Sara shook her head. “Absolutely not. No violence. I still have friends back East. Brady and I could go—”
Claudie nodded. “I’ll go with you. We could leave tonight.”
Bo groaned. “Don’t even think it, Sara. Trust me, running away doesn’t solve anything. I’ve met people in the FBI witness relocation program. It’s a terrible way to live—always looking over your shoulder.”
Sara knew he was right. This wasn’t something she could run from. “I’ll call the estate lawyer first thing Monday. If he won’t handle it, then I’ll find somebody who will. Right now, Brady and I are going home. I’m shot.”

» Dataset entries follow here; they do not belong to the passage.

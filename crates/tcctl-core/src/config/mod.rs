//! Configuration and profile management for tcctl
//!
//! Profiles name a TeamCloud instance together with its access token and
//! the retry/polling policy used against it.
//!
//! # Features
//!
//! - Multiple named profiles with a default
//! - Environment variable expansion in config files
//! - Platform-specific config file locations

// Nested config module mirrors the file layout
#![allow(clippy::module_inception)]

pub mod config;
pub mod error;
pub mod resilience;

pub use config::{Config, Profile};
pub use error::{ConfigError, Result};
pub use resilience::{PollConfig, RetryConfig};
//! Output rendering: JSON, YAML or tables, with optional JMESPath filtering

use anyhow::{Context, Result};
use comfy_table::Table;
use jpx_core::Runtime;
use regex::Regex;
use serde::Serialize;
use serde_json::Value;
use std::sync::OnceLock;

use crate::cli;

/// Global JMESPath runtime with extended functions
static JMESPATH_RUNTIME: OnceLock<Runtime> = OnceLock::new();

/// Get or initialize the JMESPath runtime with extended functions
pub fn get_jmespath_runtime() -> &'static Runtime {
    JMESPATH_RUNTIME.get_or_init(|| Runtime::builder().with_all_extensions().build())
}

/// Normalize backtick literals in JMESPath expressions.
///
/// JMESPath allows elided quotes in backtick literals, so `` `foo` `` means
/// `` `"foo"` ``. The compiler wants valid JSON inside backticks, so bare
/// strings are quoted here. Numbers, booleans, null and already quoted
/// strings pass through unchanged.
fn normalize_backtick_literals(query: &str) -> String {
    static BACKTICK_RE: OnceLock<Regex> = OnceLock::new();
    let re = BACKTICK_RE.get_or_init(|| Regex::new(r"`([^`\\]*(?:\\.[^`\\]*)*)`").unwrap());

    re.replace_all(query, |caps: &regex::Captures| {
        let content = &caps[1];
        let trimmed = content.trim();

        if serde_json::from_str::<Value>(trimmed).is_ok() {
            format!("`{}`", content)
        } else {
            let escaped = trimmed.replace('\\', "\\\\").replace('"', "\\\"");
            format!("`\"{}\"`", escaped)
        }
    })
    .into_owned()
}

/// Compile a JMESPath expression using the extended runtime.
pub fn compile_jmespath(
    query: &str,
) -> Result<jpx_core::Expression<'static>, jpx_core::JmespathError> {
    let normalized = normalize_backtick_literals(query);
    get_jmespath_runtime().compile(&normalized)
}

#[derive(Debug, Clone, Copy, PartialEq, Eq, Default)]
pub enum OutputFormat {
    #[default]
    Json,
    Yaml,
    Table,
}

impl From<cli::OutputFormat> for OutputFormat {
    fn from(format: cli::OutputFormat) -> Self {
        match format {
            cli::OutputFormat::Auto | cli::OutputFormat::Json => OutputFormat::Json,
            cli::OutputFormat::Yaml => OutputFormat::Yaml,
            cli::OutputFormat::Table => OutputFormat::Table,
        }
    }
}

/// Column layout used when a resource is printed as a table
#[derive(Debug, Clone, Copy, PartialEq, Eq)]
pub enum TableView {
    Users,
    Projects,
    ProjectTypes,
    Providers,
}

const USER_COLUMNS: &[&str] = &["User ID", "Role", "Tags"];

const PROJECT_COLUMNS: &[&str] = &[
    "Project ID",
    "Name",
    "Type",
    "Resource Group",
    "Subscription",
    "Region",
    "Tags",
    "Properties",
];

const PROJECT_TYPE_COLUMNS: &[&str] = &[
    "Project Type ID",
    "Default",
    "Region",
    "Subscriptions",
    "Subscription Capacity",
    "Resource Group Prefix",
    "Providers",
    "Tags",
    "Properties",
];

const PROVIDER_COLUMNS: &[&str] = &[
    "Provider ID",
    "Url",
    "Code",
    "Optional",
    "Dependencies (Create)",
    "Dependencies (Init)",
    "Events",
    "Properties",
];

const MASKED_CODE: &str = "************";

impl TableView {
    fn columns(&self) -> &'static [&'static str] {
        match self {
            TableView::Users => USER_COLUMNS,
            TableView::Projects => PROJECT_COLUMNS,
            TableView::ProjectTypes => PROJECT_TYPE_COLUMNS,
            TableView::Providers => PROVIDER_COLUMNS,
        }
    }

    fn row(&self, item: &Value) -> Vec<String> {
        match self {
            TableView::Users => vec![
                text(&item["id"]),
                text(&item["role"]),
                key_values(&item["tags"]),
            ],
            TableView::Projects => {
                let group = &item["resourceGroup"];
                vec![
                    text(&item["id"]),
                    text(&item["name"]),
                    text(&item["type"]["id"]),
                    text(&group["resourceGroupName"]),
                    text(&group["subscriptionId"]),
                    text(&group["region"]),
                    key_values(&item["tags"]),
                    key_values(&item["properties"]),
                ]
            }
            TableView::ProjectTypes => vec![
                text(&item["id"]),
                text(&item["default"]),
                text(&item["region"]),
                lines(&item["subscriptions"]),
                text(&item["subscriptionCapacity"]),
                text(&item["resourceGroupNamePrefix"]),
                provider_ids(&item["providers"]),
                key_values(&item["tags"]),
                key_values(&item["properties"]),
            ],
            TableView::Providers => vec![
                text(&item["id"]),
                text(&item["url"]),
                MASKED_CODE.to_string(),
                text(&item["optional"]),
                lines(&item["dependencies"]["create"]),
                lines(&item["dependencies"]["init"]),
                lines(&item["events"]),
                key_values(&item["properties"]),
            ],
        }
    }

    /// Build a table for one resource or a list of them
    pub fn table(&self, value: &Value) -> Table {
        let mut table = Table::new();
        table.set_header(self.columns().to_vec());

        match value {
            Value::Array(items) => {
                for item in items {
                    table.add_row(self.row(item));
                }
            }
            Value::Null => {}
            item => {
                table.add_row(self.row(item));
            }
        }

        table
    }
}

pub fn print_output<T: Serialize>(
    data: T,
    format: OutputFormat,
    query: Option<&str>,
) -> Result<()> {
    print_output_with_view(data, format, query, None)
}

/// Print data, using `view` for the table layout when no query reshapes it
pub fn print_output_with_view<T: Serialize>(
    data: T,
    format: OutputFormat,
    query: Option<&str>,
    view: Option<TableView>,
) -> Result<()> {
    let mut json_value = serde_json::to_value(data)?;

    if let Some(query_str) = query {
        let expr = compile_jmespath(query_str)
            .with_context(|| format!("Invalid JMESPath expression: {}", query_str))?;
        json_value = expr.search(&json_value).context("JMESPath query failed")?;
    }

    match format {
        OutputFormat::Json => {
            println!("{}", serde_json::to_string_pretty(&json_value)?);
        }
        OutputFormat::Yaml => {
            println!("{}", serde_yaml::to_string(&json_value)?);
        }
        OutputFormat::Table => match view.filter(|_| query.is_none()) {
            Some(view) => println!("{}", view.table(&json_value)),
            None => print_as_table(&json_value)?,
        },
    }

    Ok(())
}

fn print_as_table(value: &Value) -> Result<()> {
    match value {
        Value::Array(arr) if !arr.is_empty() => {
            let mut table = Table::new();

            if let Value::Object(first) = &arr[0] {
                let headers: Vec<String> = first.keys().cloned().collect();
                table.set_header(&headers);

                for item in arr {
                    if let Value::Object(obj) = item {
                        let row: Vec<String> = headers
                            .iter()
                            .map(|h| format_value(obj.get(h).unwrap_or(&Value::Null)))
                            .collect();
                        table.add_row(row);
                    }
                }
            } else {
                table.set_header(vec!["Value"]);
                for item in arr {
                    table.add_row(vec![format_value(item)]);
                }
            }

            println!("{}", table);
        }
        Value::Object(obj) => {
            let mut table = Table::new();
            table.set_header(vec!["Key", "Value"]);

            for (key, val) in obj {
                table.add_row(vec![key.clone(), format_value(val)]);
            }

            println!("{}", table);
        }
        _ => {
            println!("{}", format_value(value));
        }
    }

    Ok(())
}

fn format_value(value: &Value) -> String {
    match value {
        Value::Null => "null".to_string(),
        Value::Bool(b) => b.to_string(),
        Value::Number(n) => n.to_string(),
        Value::String(s) => s.clone(),
        Value::Array(arr) => format!("[{} items]", arr.len()),
        Value::Object(obj) => format!("{{{} fields}}", obj.len()),
    }
}

/// Scalar cell; missing values render empty
fn text(value: &Value) -> String {
    match value {
        Value::Null => String::new(),
        Value::String(s) => s.clone(),
        other => format_value(other),
    }
}

/// One list element per line
fn lines(value: &Value) -> String {
    match value {
        Value::Array(items) => items.iter().map(text).collect::<Vec<_>>().join("\n"),
        other => text(other),
    }
}

/// `key=value` per line, sorted by key
fn key_values(value: &Value) -> String {
    match value {
        Value::Object(map) => {
            let mut pairs: Vec<String> = map
                .iter()
                .map(|(k, v)| format!("{}={}", k, text(v)))
                .collect();
            pairs.sort();
            pairs.join("\n")
        }
        other => text(other),
    }
}

fn provider_ids(value: &Value) -> String {
    match value {
        Value::Array(items) => items
            .iter()
            .map(|p| text(&p["id"]))
            .collect::<Vec<_>>()
            .join("\n"),
        other => text(other),
    }
}

#[cfg(test)]
mod tests {
    use super::*;
    use serde_json::json;

    #[test]
    fn test_normalize_backtick_unquoted_string() {
        assert_eq!(
            normalize_backtick_literals(r#"[?role==`Admin`]"#),
            r#"[?role==`"Admin"`]"#
        );
    }

    #[test]
    fn test_normalize_backtick_keeps_json_literals() {
        assert_eq!(
            normalize_backtick_literals(r#"[?name==`"foo"`]"#),
            r#"[?name==`"foo"`]"#
        );
        assert_eq!(
            normalize_backtick_literals(r#"[?capacity==`10`]"#),
            r#"[?capacity==`10`]"#
        );
        assert_eq!(
            normalize_backtick_literals(r#"[?default==`true`]"#),
            r#"[?default==`true`]"#
        );
        assert_eq!(
            normalize_backtick_literals(r#"[?region==`null`]"#),
            r#"[?region==`null`]"#
        );
    }

    #[test]
    fn test_normalize_multiple_backticks() {
        assert_eq!(
            normalize_backtick_literals(r#"[?role==`Owner` && userType==`User`]"#),
            r#"[?role==`"Owner"` && userType==`"User"`]"#
        );
    }

    #[test]
    fn test_jmespath_filter_compiles_and_runs() {
        let expr = compile_jmespath(r#"[?role==`Admin`].id | [0]"#).unwrap();
        let data = json!([
            { "id": "u-1", "role": "Creator" },
            { "id": "u-2", "role": "Admin" }
        ]);
        let result = expr.search(&data).unwrap();
        assert_eq!(result, json!("u-2"));
    }

    #[test]
    fn test_auto_maps_to_json() {
        assert_eq!(OutputFormat::from(cli::OutputFormat::Auto), OutputFormat::Json);
        assert_eq!(OutputFormat::from(cli::OutputFormat::Table), OutputFormat::Table);
    }

    #[test]
    fn test_user_row() {
        let row = TableView::Users.row(&json!({
            "id": "u-1",
            "role": "Admin",
            "tags": { "team": "blue", "env": "dev" }
        }));
        assert_eq!(row, vec!["u-1", "Admin", "env=dev\nteam=blue"]);
    }

    #[test]
    fn test_project_row_flattens_type_and_resource_group() {
        let row = TableView::Projects.row(&json!({
            "id": "p-1",
            "name": "contoso-web",
            "type": { "id": "azure.default" },
            "resourceGroup": {
                "resourceGroupName": "tc_contoso-web",
                "subscriptionId": "s-1",
                "region": "eastus"
            }
        }));
        assert_eq!(
            row,
            vec!["p-1", "contoso-web", "azure.default", "tc_contoso-web", "s-1", "eastus", "", ""]
        );
    }

    #[test]
    fn test_project_type_row_joins_lists() {
        let row = TableView::ProjectTypes.row(&json!({
            "id": "azure.default",
            "default": true,
            "subscriptions": ["a", "b", "c"],
            "subscriptionCapacity": 10,
            "providers": [{ "id": "azure.devops" }, { "id": "github.repos" }]
        }));
        assert_eq!(row[1], "true");
        assert_eq!(row[3], "a\nb\nc");
        assert_eq!(row[4], "10");
        assert_eq!(row[6], "azure.devops\ngithub.repos");
    }

    #[test]
    fn test_provider_row_masks_code() {
        let row = TableView::Providers.row(&json!({
            "id": "azure.devops",
            "authCode": "c2VjcmV0",
            "dependencies": { "create": ["azure.rm"], "init": [] },
            "events": ["github.repos"]
        }));
        assert_eq!(row[2], MASKED_CODE);
        assert!(!row.iter().any(|cell| cell.contains("c2VjcmV0")));
        assert_eq!(row[4], "azure.rm");
        assert_eq!(row[6], "github.repos");
    }

    #[test]
    fn test_view_table_accepts_single_item() {
        let table = TableView::Users.table(&json!({ "id": "u-1", "role": "Creator" }));
        let rendered = table.to_string();
        assert!(rendered.contains("User ID"));
        assert!(rendered.contains("u-1"));
    }
}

With four extra sets of hands, the transition of closing up the shop and moving Brady to his car seat went smoothly. It was only when she started to get into the car that Daniel said, “Sara, we forgot to turn on the television. We didn’t get to see you on the news.”
Sara’s laugh sounded harsh to her ears. “That seemed kinda important for a few minutes, didn’t it?”
Claudie sighed. “I doubt if Sara got much on-screen time, anyway. I have a feeling Eve Masterson wasn’t too thrilled to see her boyfriend hanging out at a bookstore with a kid who has the same big blue eyes.”
At the group’s sudden silence, Claudie slapped her hand over her mouth and whimpered. Sara touched her shoulder. “It’s okay. It’s the truth.” She said her goodbyes and left.
Before she’d gone three blocks, her hands were trembling on the steering wheel and tears obscured her vision. She hastily pulled over, giving in to her emotions. Fear. Anger. A sense of impending loss. “It’s just not fair,” she cried. Ren’s resources and connections seemed limitless. How could she fight that kind of power? How could she not at least try with all her might?
Wiping her tears with her hands, she put the car in gear and stepped on the gas. Recalling Bo’s directions, she turned the steering wheel sharply at the next intersection, barely acknowledging the red light.